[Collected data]
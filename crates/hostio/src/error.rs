use thiserror::Error;

/// Shared error surface for every lab crate built on top of `hostio`.
///
/// Mirrors the five kinds catalogued in the design: callers get a real
/// `Result`, while `to_code` reconstructs the historical small-integer
/// ABI for anything that wants to embed this as if it were the original
/// C library.
#[derive(Debug, Error, Clone, Copy, PartialEq, Eq)]
pub enum CoreError {
    #[error("invalid argument")]
    InvalidArg,
    #[error("no such entry for the current identity")]
    NotFound,
    #[error("an entry already exists for the current identity")]
    Exists,
    #[error("table is full")]
    Exhausted,
    #[error("unrecoverable host failure")]
    Fatal,
}

impl CoreError {
    /// The original library's `-1`-style return convention, preserved for
    /// FFI-shaped embedding. Distinct kinds map to distinct negative codes
    /// so a caller that only has an `i32` can still branch on them.
    pub fn to_code(self) -> i32 {
        match self {
            CoreError::InvalidArg => -1,
            CoreError::NotFound => -2,
            CoreError::Exists => -3,
            CoreError::Exhausted => -4,
            CoreError::Fatal => -5,
        }
    }
}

• Exercise:
The records are given above. Copy each line in them that holds "entry".

• Response to the exercise:
    #[error("no such entry for the current identity")]
    #[error("an entry already exists for the current identity")]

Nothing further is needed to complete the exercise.